"Las madres son las enemigas del estado,

porque no desean que sus hijos vayan a la guerra".

G.W.F. Hegel en Lecciones sobre la filosofía de la historia universal

Quizás pueda señalarse el discurso sobre la libertad en Iraq y oriente medio (pronunciado por George W. Bush en noviembre de 2003) como el momento en que se publicita un cambio de rumbo decisivo, que Daniel Pipes calificaba de revolucionario, con respecto a la política exterior de EE.UU.:

Sixty years of Western nations excusing and accommodating the lack of freedom in the Middle East did nothing to make us safe — because in the long run, stability cannot be purchased at the expense of liberty. As long as the Middle East remains a place where freedom does not flourish, it will remain a place of stagnation, resentment, and violence ready for export.

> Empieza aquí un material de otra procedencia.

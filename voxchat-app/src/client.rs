//! Blocking HTTP client for the inference backend.
//!
//! Every request uploads the recording as multipart part `file`
//! (`audio.wav`, `audio/wav`). The backend answers JSON; non-success
//! responses carry a `detail` field that is surfaced in [`ClientError::Status`].

use std::collections::BTreeMap;
use std::time::Duration;

use reqwest::blocking::{multipart, Client, RequestBuilder, Response};
use serde::{de::DeserializeOwned, Deserialize, Serialize};
use thiserror::Error;
use tracing::{debug, warn};
use voxchat_core::EncodedAudio;

#[derive(Debug, Error)]
pub enum ClientError {
    #[error("request failed: {0}")]
    Http(#[from] reqwest::Error),

    #[error("backend returned {status}: {detail}")]
    Status { status: u16, detail: String },

    #[error("chat text is required")]
    EmptyText,
}

pub type Result<T> = std::result::Result<T, ClientError>;

/// Connection parameters for [`InferenceClient`].
#[derive(Debug, Clone)]
pub struct ClientConfig {
    /// Backend root, e.g. `http://localhost:8000`. No trailing slash.
    pub base_url: String,
    /// Sent as `Authorization: Bearer <token>` when present.
    pub auth_token: Option<String>,
    pub timeout: Duration,
}

impl Default for ClientConfig {
    fn default() -> Self {
        Self {
            base_url: "http://localhost:8000".into(),
            auth_token: None,
            timeout: Duration::from_secs(60),
        }
    }
}

/// `POST /emotion` response.
#[derive(Debug, Clone, PartialEq, Serialize, Deserialize)]
pub struct EmotionResult {
    pub emotion: String,
    #[serde(default)]
    pub confidence: f32,
    /// Per-label probabilities, when the backend includes them.
    #[serde(default)]
    pub all_emotions: BTreeMap<String, f32>,
}

/// `POST /chat` response.
#[derive(Debug, Clone, PartialEq, Serialize, Deserialize)]
pub struct ChatReply {
    pub user_text: String,
    pub reply_text: String,
    #[serde(default = "neutral")]
    pub emotion: String,
    #[serde(default)]
    pub confidence: f32,
    /// Synthesized reply speech, if the backend produced any.
    #[serde(default)]
    pub audio_url: Option<String>,
}

fn neutral() -> String {
    "neutral".into()
}

/// `GET /health` response.
#[derive(Debug, Clone, PartialEq, Serialize, Deserialize)]
pub struct HealthStatus {
    pub status: String,
}

#[derive(Debug, Deserialize)]
struct ErrorBody {
    detail: serde_json::Value,
}

pub struct InferenceClient {
    http: Client,
    base_url: String,
    auth_token: Option<String>,
}

impl InferenceClient {
    pub fn new(config: &ClientConfig) -> Result<Self> {
        let http = Client::builder().timeout(config.timeout).build()?;
        Ok(Self {
            http,
            base_url: config.base_url.trim_end_matches('/').to_string(),
            auth_token: config.auth_token.clone(),
        })
    }

    pub fn base_url(&self) -> &str {
        &self.base_url
    }

    pub fn health(&self) -> Result<HealthStatus> {
        let response = self.authorize(self.http.get(self.endpoint("/health"))).send()?;
        parse_json(response)
    }

    /// Classify the speaker's emotion from the recording alone.
    pub fn detect_emotion(&self, audio: &EncodedAudio) -> Result<EmotionResult> {
        let form = multipart::Form::new().part("file", audio_part(audio)?);
        debug!(bytes = audio.byte_len(), "submitting audio for emotion detection");
        let response = self
            .authorize(self.http.post(self.endpoint("/emotion")))
            .multipart(form)
            .send()?;
        parse_json(response)
    }

    /// Submit the recording plus the user's text and get the assistant reply.
    ///
    /// # Errors
    /// `ClientError::EmptyText` without a request when `text` is blank.
    pub fn chat(&self, audio: &EncodedAudio, text: &str) -> Result<ChatReply> {
        let text = text.trim();
        if text.is_empty() {
            return Err(ClientError::EmptyText);
        }
        let form = multipart::Form::new()
            .part("file", audio_part(audio)?)
            .text("text", text.to_string());
        debug!(
            bytes = audio.byte_len(),
            text_len = text.len(),
            "submitting audio for chat"
        );
        let response = self
            .authorize(self.http.post(self.endpoint("/chat")))
            .multipart(form)
            .send()?;
        parse_json(response)
    }

    fn endpoint(&self, path: &str) -> String {
        format!("{}{}", self.base_url, path)
    }

    fn authorize(&self, request: RequestBuilder) -> RequestBuilder {
        match self.auth_token.as_deref() {
            Some(token) => request.bearer_auth(token),
            None => request,
        }
    }
}

fn audio_part(audio: &EncodedAudio) -> Result<multipart::Part> {
    Ok(multipart::Part::bytes(audio.as_bytes().to_vec())
        .file_name(audio.file_name())
        .mime_str(audio.mime_type())?)
}

fn parse_json<T: DeserializeOwned>(response: Response) -> Result<T> {
    let status = response.status();
    if status.is_success() {
        return Ok(response.json()?);
    }

    let body = response.text().unwrap_or_default();
    let detail = error_detail(&body);
    warn!(status = status.as_u16(), %detail, "backend returned non-success status");
    Err(ClientError::Status {
        status: status.as_u16(),
        detail,
    })
}

/// Pull the `detail` field out of an error body, falling back to the raw text.
pub fn error_detail(body: &str) -> String {
    match serde_json::from_str::<ErrorBody>(body) {
        Ok(ErrorBody {
            detail: serde_json::Value::String(s),
        }) => s,
        Ok(ErrorBody { detail }) => detail.to_string(),
        Err(_) if body.trim().is_empty() => "no detail".into(),
        Err(_) => body.trim().to_string(),
    }
}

And with the spread of weapons that can bring catastrophic harm to our country and to our friends, it would be reckless to accept the status quo.

Defender, preservar y extender la paz, en una estrategia que se movía desde la disuasión (deterrence) hacia la prevención (preemption) y que pretendía envolverse en la justificación de una nueva justum bellum: promover la democracia y adelantarse a amenazas terroristas.

654,965 iraquíes muertos, 2800 norteamericanos y 342.148.720.000 $ más tarde (según ultimísimas estimaciones) es legítimo interrogarse sobre la marcha y sentido de la guerra. ¿Cuántas cosas se hicieron mal y cuántas se hicieron bien en Iraq? Puede, en efecto, que no haya ido tan malpara los intereses geopolíticos y energéticos de los EE.UU -aunque visto desde el "punto de vista materno", sin descontar a la Gran Madre Hegeliana en que se ha transformado la izquierda, no pueda hacerse el mismo balance positivo.

Mirando hacia atrás sin ira, ¿realmente salieron los useños derrotados de Vietnam? Sin dejar de mencionar el hecho de que la retirada americana se debió a la presión de la opinión pública, y no a ninguna debilidad militar, la estrategia de "campo quemado" en el sureste asiático terminó por imponer ciertos límites objetivos (bien distinguibles por el olor del Napalm) al imperialismo soviético. En el largo plazo, la dramática y cinematográfica pérdida de Hanoi formó parte de un proceso sostenido hacia la victoria definitiva en la guerra fría. Y nadie puede descartar que los nuevos capítulos de la así llamada guerra contra el terror alcancen una resolución similar. Todo ésto y más, dando por supuesto que Alicia no consiga atravesar el espejo en Estambul.